Picture of Pooky KnightsmithPooky directs the children, young people and schools programme at the Charlie Waller Memorial Trust, a charity that provides fully-funded mental health training to schools. She is also the vice-chair and education lead for the Children and Young People’s Mental Health Coalition, formed of over 100 UK charities working together to set the agenda for young people’s mental health in the UK and beyond. 

The child is always at the centre of Pooky’s work, where her first question is always: ‘How will this benefit children and young people?’  Question two, which follows fast, is: ‘How can this be made usable, practical and relevant?’

Pooky is a passionate ambassador for mental health who loves to research, write, speak, teach and share all manner of ideas about mental health, wellbeing and PSHE.  Her enthusiasm is backed up both by a PhD in child and adolescent mental health and her own lived experience of anorexia, self-harm, anxiety and depression.

Family is Pooky’s priority in her free time which is largely spent with husband Tom and her two young daughters from whom she learns more than she ever imagined possible.

 

Vanessa Pinfold

Picture of Vanessa Pinfold

Vanessa Pinfold is the research director and co-founder of the McPin Foundation, a specialist mental health research charity that champions expertise from experience in all aspects of research. Vanessa previously worked at the Institute of Psychiatry, Kings College London co-ordinating programmes evaluating “what works” to reduce mental health stigma and discrimination. She moved to Rethink Mental Illness to establish a research team in 2003 and was involved in the development of the original Time to Change application for funding to comic Relief and Big Lottery – called Moving People.

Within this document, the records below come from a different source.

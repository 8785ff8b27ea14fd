use crate::{ClickModifier, Editor, Position, SortMethod, Storage};

#[derive(Debug, Clone, PartialEq, Eq)]
pub enum SelWord {
    /// 1-based index into the active list as displayed.
    Num(usize),
    /// `+N`
    Toggle(usize),
    Thru,
    At,
    Well(Position),
}

#[derive(Debug, Clone, PartialEq, Eq)]
pub enum ApplyStatus {
    Applied,
    /// Selection applied and dropped at a well.
    Dropped { placed: usize, unplaced: usize },
    Incomplete,   // valid so far, but needs more tokens
    NotSelection, // doesn't look like selection syntax
    Rejected(String),
}

fn lex(input: &str) -> Vec<String> {
    input.split_whitespace().map(|s| s.to_string()).collect()
}

/// Bare digits only; `usize::from_str` would also take a leading sign.
fn parse_index(token: &str) -> Option<usize> {
    if !token.is_empty() && token.bytes().all(|b| b.is_ascii_digit()) {
        token.parse().ok()
    } else {
        None
    }
}

fn parse_toggle(token: &str) -> Option<usize> {
    token.strip_prefix('+').and_then(parse_index)
}

fn parse_words(tokens: &[String]) -> Result<Vec<SelWord>, ApplyStatus> {
    let Some(first) = tokens.first() else {
        return Err(ApplyStatus::NotSelection);
    };
    let starts_ok = first == "@" || parse_index(first).is_some() || parse_toggle(first).is_some();
    if !starts_ok {
        return Err(ApplyStatus::NotSelection);
    }

    let mut out = Vec::new();
    for t in tokens {
        let low = t.to_lowercase();
        let w = match low.as_str() {
            "thru" => SelWord::Thru,
            "@" => SelWord::At,
            _ => {
                if let Some(n) = parse_toggle(&low) {
                    SelWord::Toggle(n)
                } else if let Some(n) = parse_index(&low) {
                    SelWord::Num(n)
                } else if let Ok(p) = Position::parse(&low) {
                    SelWord::Well(p)
                } else {
                    return Err(ApplyStatus::NotSelection);
                }
            }
        };
        out.push(w);
    }

    Ok(out)
}

/// Apply one REPL line of selection syntax to the active list.
///
/// Grammar:
/// ```text
/// <a>                select item a
/// <a> thru <b>       select a..b
/// +<a>               add/remove item a
/// ... @ <well>       then drop the selection at well
/// @ <well>           drop the current selection
/// ```
/// Items are numbered from 1 in the order `sort` displays them.
pub fn try_apply_selection_line<S: Storage>(
    line: &str,
    editor: &mut Editor<S>,
    sort: SortMethod,
) -> ApplyStatus {
    let tokens = lex(line);
    let words = match parse_words(&tokens) {
        Ok(w) => w,
        Err(status) => return status,
    };

    let view: Vec<String> = match editor.layout().active_list() {
        Ok(list) => list.view(sort).iter().map(|r| r.id.clone()).collect(),
        Err(e) => return ApplyStatus::Rejected(e.to_string()),
    };
    let view_refs: Vec<&str> = view.iter().map(String::as_str).collect();
    let item = |n: usize| nth_item(&view_refs, n);

    let mut i = 0;

    // Selection part
    match words.get(i) {
        Some(SelWord::Num(a)) => {
            let first = match item(*a) {
                Ok(id) => id,
                Err(status) => return status,
            };
            i += 1;
            let last = match words.get(i) {
                Some(SelWord::Thru) => {
                    i += 1;
                    let b = match words.get(i) {
                        Some(SelWord::Num(n)) => *n,
                        _ => return ApplyStatus::Incomplete, // "3 thru"
                    };
                    i += 1;
                    match item(b) {
                        Ok(id) => Some(id),
                        Err(status) => return status,
                    }
                }
                _ => None,
            };

            editor.click_reaction(first, ClickModifier::None, &view_refs);
            if let Some(last) = last {
                editor.click_reaction(last, ClickModifier::Range, &view_refs);
            }
        }
        Some(SelWord::Toggle(a)) => {
            let id = match item(*a) {
                Ok(id) => id,
                Err(status) => return status,
            };
            i += 1;
            editor.click_reaction(id, ClickModifier::Toggle, &view_refs);
        }
        Some(SelWord::At) => {}
        _ => return ApplyStatus::NotSelection,
    }

    // Optional: @ <well>
    match words.get(i) {
        None => ApplyStatus::Applied,
        Some(SelWord::At) => {
            let target = match words.get(i + 1) {
                Some(SelWord::Well(p)) => *p,
                _ => return ApplyStatus::Incomplete, // "3 @"
            };
            drop_selection(editor, target)
        }
        Some(_) => ApplyStatus::Rejected(format!("unexpected '{}'", tokens[i])),
    }
}

fn nth_item<'a>(view: &[&'a str], n: usize) -> Result<&'a str, ApplyStatus> {
    n.checked_sub(1)
        .and_then(|i| view.get(i).copied())
        .ok_or_else(|| ApplyStatus::Rejected(format!("no item {n} in the active list")))
}

fn drop_selection<S: Storage>(editor: &mut Editor<S>, target: Position) -> ApplyStatus {
    let Some(first) = editor.layout().selection().order().first().cloned() else {
        return ApplyStatus::Rejected("nothing selected".into());
    };
    if !editor.drag_start(&first) {
        return ApplyStatus::Rejected("selection is not in the active list".into());
    }
    match editor.drag_end(Some(target)) {
        Ok(plan) => ApplyStatus::Dropped {
            placed: plan.assignments.len(),
            unplaced: plan.unplaced.len(),
        },
        Err(e) => ApplyStatus::Rejected(e.to_string()),
    }
}

#[cfg(test)]
mod tests {
    use super::*;
    use crate::MemoryStorage;
    use crate::persist::DEFAULT_KEY;

    fn editor() -> anyhow::Result<Editor<MemoryStorage>> {
        let mut e = Editor::open(MemoryStorage::new(), DEFAULT_KEY);
        e.paste("S1\tP\nS2\tP\nS3\tP\nS4\tP\n", None)?;
        Ok(e)
    }

    fn selected_names(e: &Editor<MemoryStorage>) -> Vec<String> {
        e.layout()
            .selection()
            .order()
            .iter()
            .filter_map(|id| e.layout().reaction(id))
            .map(|r| r.name.clone())
            .collect()
    }

    #[test]
    fn range_selects_in_display_order() -> anyhow::Result<()> {
        let mut e = editor()?;
        let st = try_apply_selection_line("2 thru 4", &mut e, SortMethod::Sample);
        assert_eq!(st, ApplyStatus::Applied);
        assert_eq!(selected_names(&e), ["S2", "S3", "S4"]);
        Ok(())
    }

    #[test]
    fn toggles_keep_pick_order() -> anyhow::Result<()> {
        let mut e = editor()?;
        try_apply_selection_line("3", &mut e, SortMethod::Sample);
        try_apply_selection_line("+1", &mut e, SortMethod::Sample);
        assert_eq!(selected_names(&e), ["S3", "S1"]);
        Ok(())
    }

    #[test]
    fn signed_tokens_are_not_plain_indexes() {
        let words = parse_words(&lex("+2 thru 3")).unwrap();
        assert_eq!(words, [SelWord::Toggle(2), SelWord::Thru, SelWord::Num(3)]);

        assert_eq!(parse_words(&lex("-2")), Err(ApplyStatus::NotSelection));
        assert_eq!(parse_words(&lex("++2")), Err(ApplyStatus::NotSelection));
    }

    #[test]
    fn select_and_drop_in_one_line() -> anyhow::Result<()> {
        let mut e = editor()?;
        let st = try_apply_selection_line("1 thru 3 @ b05", &mut e, SortMethod::Sample);
        assert_eq!(st, ApplyStatus::Dropped { placed: 3, unplaced: 0 });

        let at = |p: &str| {
            e.layout()
                .reaction_at(Position::parse(p).unwrap(), None)
                .map(|r| r.name.clone())
        };
        assert_eq!(at("B05").as_deref(), Some("S1"));
        assert_eq!(at("D05").as_deref(), Some("S3"));
        Ok(())
    }

    #[test]
    fn incomplete_thru_is_incomplete() -> anyhow::Result<()> {
        let mut e = editor()?;
        let st = try_apply_selection_line("1 thru", &mut e, SortMethod::Sample);
        assert_eq!(st, ApplyStatus::Incomplete);
        assert_eq!(
            try_apply_selection_line("1 @", &mut e, SortMethod::Sample),
            ApplyStatus::Incomplete
        );
        Ok(())
    }

    #[test]
    fn out_of_range_items_are_rejected() -> anyhow::Result<()> {
        let mut e = editor()?;
        let st = try_apply_selection_line("9", &mut e, SortMethod::Sample);
        assert!(matches!(st, ApplyStatus::Rejected(_)));
        assert!(e.layout().selection().is_empty());
        Ok(())
    }

    #[test]
    fn drop_without_selection_is_rejected() -> anyhow::Result<()> {
        let mut e = editor()?;
        let st = try_apply_selection_line("@ A01", &mut e, SortMethod::Sample);
        assert_eq!(st, ApplyStatus::Rejected("nothing selected".into()));
        Ok(())
    }

    #[test]
    fn non_selection_lines_are_ignored() -> anyhow::Result<()> {
        let mut e = editor()?;
        let st = try_apply_selection_line("help", &mut e, SortMethod::Sample);
        assert_eq!(st, ApplyStatus::NotSelection);
        Ok(())
    }
}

Vanessa has stayed involved through various activities over the past 15 years, including co-leading phase two Time to Change application for funding to the Department of Health and partners on behalf of Rethink Mental Illness. Within the McPin Foundation evaluation of the Time to Change children and young people’s programme was the focus. An experienced health services researcher, Vanessa’s main work currently is integrating expertise from experience into mental health research and helping other people to do so.

 

Martin Knapp

Picture of Martin Knapp

Martin Knapp is Professor of Social Policy and Director of the Personal Social Services Research Unit at the London School of Economics and Political Science (LSE). He is also Director of the School for Social Care Research, a position he has held since the School was established by the National Institute for Health Research (NIHR) in 2008. Awards include NIHR Senior Investigator (since 2008), Fellowship of the City and Guilds of London Institute (2012) and Fellowship (honorary doctorate) of King’s College London (2014).

His main research interests are in the areas of dementia, social care, child and adult mental health, and autism, with much of his work using economic arguments and evidence to inform policy discussion and influence practice development. He has published more than 500 papers in academic journals, and authored a dozen books.